The gradual merging of man's two eyes into one may come about through the process of evolution, according to the predictions which W.E. Bailey makes in the Scientific American.

"Man's field of view," writes Mr. Bailey, "will become smaller and smaller. This, because his need of a wide field is growing less and less. This I say with full realization that we live in an age of automobiles, and that these vehicles render desirable a wide field of view. The automobile is probably a very transitory phenomenon. I even believe that, in the course of countless ages, the two human eyes will come closer together, the bridge of the nose will further diminish and sink (just as the animal snout, in man's line of descent, has been doing for vast aeons of time) and, finally, man's two eyes will again become one—just one large, central, cyclopean eye.

"It is likely that the merely servient (left) eye will shrink away (as the pineal eye has already done) so that the right eye will become the cyclopean. Certain it is that the left eye, even today, is being used less and less continually. Man's binocular and stereoscopic visions are being destroyed. That is the price he pays for his speech center.

"The great cyclopean eye, however, will regain stereoscopic vision by developing two maculae in the one eye, just in the fashion in which many birds have stereoscopic vision in each eye now. Although the field of view will then be narrower than now, the eye will probably be microscopic and telescopic; it will be exceedingly acute for colors, for motion, and for form; and finally, most important of all, it will probably be able to perceive as light many forms of energy which now produce in human eyes no sort or kind of perception.

"Because of the development of a speech center in man, there has come about what is called dominancy and serviency in human eyes, a phenomenon not found in other mammals. This means that, in the human, the brain does most of the seeing through one eye, even when both eyes are open. Dr. Thomas Hall Shastid, ophthalmologist of St. Luke's Hospital, Duluth, has found that from 95 to 100 per cent of the detail of any object comes through the right eye if the person be right-handed; while if the person be left-handed the left eye as a rule, but not always, takes up the major part of the detail. This condition, which he has been unable to observe in any other animal, may eventually result in consequences of vast importance to humanity."
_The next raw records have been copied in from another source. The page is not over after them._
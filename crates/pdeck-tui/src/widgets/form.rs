//! Form line builder.
//!
//! Renders the profile as a flat list of styled lines: the basic info
//! section followed by one card per repeatable group. In View mode every
//! field is static text and no control exists anywhere in the output; in
//! Edit mode each field renders exactly one control seeded with the
//! draft's current value, plus an add-row action per group.

use ratatui::text::{Line, Span};
use unicode_width::UnicodeWidthStr;

use pdeck_app::form::{error_for, spec_for, ControlKind};
use pdeck_app::state::{AppState, Mode};
use pdeck_core::{BasicField, FieldPath, GroupKind, Profile, RowField, PREFERRED};

const LABEL_WIDTH: usize = 18;
const CONTROL_WIDTH: usize = 28;

/// The built form: styled lines plus the line carrying focus (Edit mode).
pub struct FormLines {
    pub lines: Vec<Line<'static>>,
    pub focus_line: Option<usize>,
}

/// Build the full form surface for the current state.
pub fn build_form_lines(state: &AppState) -> FormLines {
    let profile = state.visible_profile();
    let edit = state.mode == Mode::Edit;

    let mut out = FormLines {
        lines: Vec::new(),
        focus_line: None,
    };
    // Walks the same order as the form entry list so focus indexes line up.
    let mut entry_idx = 0usize;

    out.lines.push(section_header("Personal Information"));
    for field in BasicField::ALL {
        push_field(state, profile, FieldPath::Basic(field), edit, &mut entry_idx, &mut out);
    }
    // Officer flag is set by the backend, never editable here.
    out.lines.push(static_field_line(
        "Officer",
        PREFERRED.label_for(if profile.isofficer { "true" } else { "false" }),
    ));

    for group in GroupKind::ALL {
        out.lines.push(Line::default());
        out.lines.push(section_header(group.title()));

        for index in 0..profile.group_len(group) {
            if index > 0 {
                out.lines.push(row_separator(index));
            }
            for field in group.row_fields() {
                let path = FieldPath::Row {
                    group,
                    index,
                    field: *field,
                };
                push_field(state, profile, path, edit, &mut entry_idx, &mut out);
            }
        }

        // The add-row action exists only while editing; View mode renders
        // no controls at all.
        if edit {
            let focused = entry_idx == state.form.focus;
            if focused {
                out.focus_line = Some(out.lines.len());
            }
            out.lines.push(add_row_line(group, profile, focused));
        }
        entry_idx += 1;
    }

    out
}

fn push_field(
    state: &AppState,
    profile: &Profile,
    path: FieldPath,
    edit: bool,
    entry_idx: &mut usize,
    out: &mut FormLines,
) {
    let focused = edit && *entry_idx == state.form.focus;
    if focused {
        out.focus_line = Some(out.lines.len());
    }

    if edit {
        out.lines.push(edit_field_line(state, profile, path, focused));
        if let Some(error) = error_for(&state.form.errors, path) {
            out.lines.push(error_line(&error.message));
        }
    } else {
        out.lines.push(view_field_line(profile, path));
    }

    *entry_idx += 1;
}

fn section_header(title: &str) -> Line<'static> {
    Line::from(Span::styled(
        title.to_uppercase(),
        crate::theme::styles::section_header(),
    ))
}

fn row_separator(index: usize) -> Line<'static> {
    Line::from(Span::styled(
        format!("  ── {} {}", index + 1, "─".repeat(30)),
        crate::theme::styles::text_muted(),
    ))
}

fn padded_label(label: &str, required: bool, edit: bool) -> Vec<Span<'static>> {
    let mut spans = Vec::new();
    let marker = if edit && required { " *" } else { "" };
    let text = format!("{label}{marker}");
    let pad = LABEL_WIDTH.saturating_sub(text.width());
    spans.push(Span::styled(
        label.to_string(),
        crate::theme::styles::field_label(),
    ));
    if !marker.is_empty() {
        spans.push(Span::styled(
            marker.to_string(),
            crate::theme::styles::required_marker(),
        ));
    }
    spans.push(Span::raw(" ".repeat(pad + 2)));
    spans
}

/// The value shown for a field in View mode: decoded labels for
/// enumerated fields, an upload marker for the document path, the raw
/// value otherwise. Absent values fall back to the empty string.
fn view_value(profile: &Profile, path: FieldPath) -> String {
    let raw = profile.field(path).unwrap_or_default();
    match path {
        FieldPath::Row {
            field: RowField::IdFile,
            ..
        } => {
            if raw.is_empty() {
                String::new()
            } else {
                "Document Uploaded".to_string()
            }
        }
        FieldPath::Row { field, .. } => match field.code_set() {
            Some(codes) => codes.label_for(&raw).to_string(),
            None => raw,
        },
        FieldPath::Basic(_) => raw,
    }
}

fn view_field_line(profile: &Profile, path: FieldPath) -> Line<'static> {
    let spec = spec_for(path);
    let mut spans = vec![Span::raw("  ")];
    spans.extend(padded_label(spec.label, spec.required, false));
    spans.push(Span::styled(
        view_value(profile, path),
        crate::theme::styles::text_primary(),
    ));
    Line::from(spans)
}

fn static_field_line(label: &str, value: &str) -> Line<'static> {
    let mut spans = vec![Span::raw("  ")];
    spans.extend(padded_label(label, false, false));
    spans.push(Span::styled(
        value.to_string(),
        crate::theme::styles::text_primary(),
    ));
    Line::from(spans)
}

fn edit_field_line(
    state: &AppState,
    profile: &Profile,
    path: FieldPath,
    focused: bool,
) -> Line<'static> {
    let spec = spec_for(path);
    let mut spans = vec![if focused {
        Span::styled("▎ ", crate::theme::styles::focus_marker())
    } else {
        Span::raw("  ")
    }];
    spans.extend(padded_label(spec.label, spec.required, true));

    let raw = profile.field(path).unwrap_or_default();
    match spec.control {
        ControlKind::Select(codes) => {
            let label = if raw.is_empty() {
                "Select…".to_string()
            } else {
                codes.label_for(&raw).to_string()
            };
            let style = if raw.is_empty() {
                crate::theme::styles::action_disabled()
            } else {
                crate::theme::styles::text_primary()
            };
            spans.push(Span::styled("‹ ", crate::theme::styles::text_muted()));
            spans.push(Span::styled(label, style));
            spans.push(Span::styled(" ›", crate::theme::styles::text_muted()));
        }
        ControlKind::Text | ControlKind::Date | ControlKind::File => {
            let (text, style) = if focused && state.form.editing {
                (
                    format!("{}▌", state.form.edit_buffer),
                    crate::theme::styles::control_editing(),
                )
            } else {
                (raw, crate::theme::styles::control())
            };
            spans.push(Span::styled(
                format!("{:<width$}", text, width = CONTROL_WIDTH),
                style,
            ));
        }
    }
    Line::from(spans)
}

fn error_line(message: &str) -> Line<'static> {
    Line::from(vec![
        Span::raw(" ".repeat(LABEL_WIDTH + 4)),
        Span::styled(
            format!("✗ {message}"),
            crate::theme::styles::field_error(),
        ),
    ])
}

fn add_row_line(group: GroupKind, profile: &Profile, focused: bool) -> Line<'static> {
    let can_add = profile.can_add_row(group);
    let mut spans = vec![if focused {
        Span::styled("▎ ", crate::theme::styles::focus_marker())
    } else {
        Span::raw("  ")
    }];
    if can_add {
        spans.push(Span::styled(
            format!("[+ {}]", group.add_label()),
            crate::theme::styles::action_enabled(),
        ));
    } else {
        spans.push(Span::styled(
            format!("[+ {}] (max 5)", group.add_label()),
            crate::theme::styles::action_disabled(),
        ));
    }
    Line::from(spans)
}

#[cfg(test)]
mod tests {
    use super::*;
    use pdeck_app::config::Settings;
    use pdeck_app::message::Message;
    use pdeck_app::{update, AppState};
    use pdeck_core::SessionContext;

    fn line_text(line: &Line) -> String {
        line.spans.iter().map(|s| s.content.as_ref()).collect()
    }

    fn all_text(lines: &[Line]) -> String {
        lines
            .iter()
            .map(line_text)
            .collect::<Vec<_>>()
            .join("\n")
    }

    fn loaded_state() -> AppState {
        let mut state =
            AppState::with_settings(SessionContext::new("u-7", false), Settings::default());
        let profile: Profile = serde_json::from_str(
            r#"{
                "email": "j@x.com",
                "firstname": "Jane",
                "emails": [
                    {"emailaddress":"a@b.com","type":"1","preferred":"true"}
                ]
            }"#,
        )
        .unwrap();
        update(&mut state, Message::ProfileFetched(Box::new(profile)));
        state
    }

    #[test]
    fn test_view_mode_renders_no_controls() {
        let state = loaded_state();
        let form = build_form_lines(&state);
        let text = all_text(&form.lines);

        // No select chevrons, no add-row actions, no focus marker.
        assert!(!text.contains('‹'));
        assert!(!text.contains("[+"));
        assert!(!text.contains('▎'));
        assert!(form.focus_line.is_none());
    }

    #[test]
    fn test_view_mode_decodes_enumerated_fields() {
        let state = loaded_state();
        let text = all_text(&build_form_lines(&state).lines);

        // type "1" renders as Work, preferred "true" as Yes.
        assert!(text.contains("Work"));
        assert!(text.contains("Yes"));
        assert!(text.contains("a@b.com"));
    }

    #[test]
    fn test_unknown_code_passes_through_in_view() {
        let mut state = loaded_state();
        state.record.emails.edit_row(0, |row| row.kind = "9".into());
        let text = all_text(&build_form_lines(&state).lines);
        assert!(text.contains('9'));
    }

    #[test]
    fn test_edit_mode_renders_one_control_per_field() {
        let mut state = loaded_state();
        update(&mut state, Message::EnterEdit);
        let form = build_form_lines(&state);
        let text = all_text(&form.lines);

        // Selects render chevrons: email type + preferred.
        assert_eq!(text.matches('‹').count(), 2);
        // Every group offers its add action.
        for group in GroupKind::ALL {
            assert!(text.contains(&format!("[+ {}]", group.add_label())));
        }
        // Focused entry (first basic field) is marked and pre-populated.
        assert!(form.focus_line.is_some());
        assert!(text.contains("j@x.com"));
    }

    #[test]
    fn test_empty_group_shows_enabled_add_control_in_edit() {
        let mut state = loaded_state();
        update(&mut state, Message::EnterEdit);
        let text = all_text(&build_form_lines(&state).lines);
        assert!(text.contains("[+ Add Address]"));
        assert!(!text.contains("[+ Add Address] (max 5)"));
    }

    #[test]
    fn test_full_group_disables_add_control() {
        let mut state = loaded_state();
        update(&mut state, Message::EnterEdit);
        for _ in 0..5 {
            update(&mut state, Message::AddRow(GroupKind::Contacts));
        }
        let text = all_text(&build_form_lines(&state).lines);
        assert!(text.contains("[+ Add Address] (max 5)"));
    }

    #[test]
    fn test_edit_buffer_renders_with_cursor() {
        let mut state = loaded_state();
        update(&mut state, Message::EnterEdit);
        // Focus starts on the email field; activate and type.
        update(&mut state, Message::ActivateEntry);
        update(&mut state, Message::FieldClear);
        update(&mut state, Message::FieldInput { ch: 'x' });

        let text = all_text(&build_form_lines(&state).lines);
        assert!(text.contains("x▌"));
    }

    #[test]
    fn test_validation_errors_render_inline() {
        let mut state = loaded_state();
        update(&mut state, Message::EnterEdit);
        update(&mut state, Message::AddRow(GroupKind::Identifications));
        update(&mut state, Message::Submit);

        let text = all_text(&build_form_lines(&state).lines);
        assert!(text.contains("✗ Expiry Date is required"));
    }

    #[test]
    fn test_document_renders_upload_marker_in_view() {
        let mut state = loaded_state();
        state.record.identifications = vec![pdeck_core::IdentificationRecord {
            idtype: "passport".into(),
            idexpiry: "2030-01-01".into(),
            idfile: "passport-scan.pdf".into(),
        }]
        .into();

        let text = all_text(&build_form_lines(&state).lines);
        assert!(text.contains("Document Uploaded"));
        assert!(!text.contains("passport-scan.pdf"));
    }

    #[test]
    fn test_officer_flag_is_static_text_in_both_modes() {
        let mut state = loaded_state();
        let text = all_text(&build_form_lines(&state).lines);
        assert!(text.contains("Officer"));
        assert!(text.contains("No"));

        update(&mut state, Message::EnterEdit);
        let edit_text = all_text(&build_form_lines(&state).lines);
        assert!(edit_text.contains("Officer"));
    }

    #[test]
    fn test_required_markers_only_in_edit_mode() {
        let mut state = loaded_state();
        let view_text = all_text(&build_form_lines(&state).lines);
        assert!(!view_text.contains('*'));

        update(&mut state, Message::EnterEdit);
        let edit_text = all_text(&build_form_lines(&state).lines);
        assert!(edit_text.contains("Email *"));
    }
}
     Posted By: Alex - Sat Apr 17, 2021
     Category: Science | Anthropology | 1920s | Eyes and Vision

And then, once there is one last man with only eye, he will create the evil Daleks to carry on his work.
Posted by KDP on 04/17/21 at 02:23 PM
His argument is bunk.

One, physiology doesn't work that way.
Two, we need two eyes to judge distance and his suggestion of "two maculae" is hogwash, so evolution doesn't work that way, either.
Posted by Richard Bos on 04/24/21 at 08:11 AM
Richard, you overstate the need of binocular vision for judging distance. There are many cues that the brain uses for judging distance, including perspective and texture. My father-in-law lost the vision in one eye as a child, yet he played tennis. Of course, the idea that humans will evolve into cyclopses is nonsense.
Posted by ges on 04/24/21 at 09:17 PM
Was Leela from Futurama based on this prediction?
Posted by the sleep commenter on 04/25/21 at 01:35 AM
In Futurama, toxic waste disposal consisted of dumping it in the sewer. The mix of chemicals caused human mutations. Leela was the child of two such mutants. Wanting a better life for her, they left her as a baby at a Minimum-Security Orphanarium with a note that made it seem like she was an alien (aliens were accepted into society, mutants weren't). She always believed herself to be the last of her race and didn't learn the truth until the fourth season.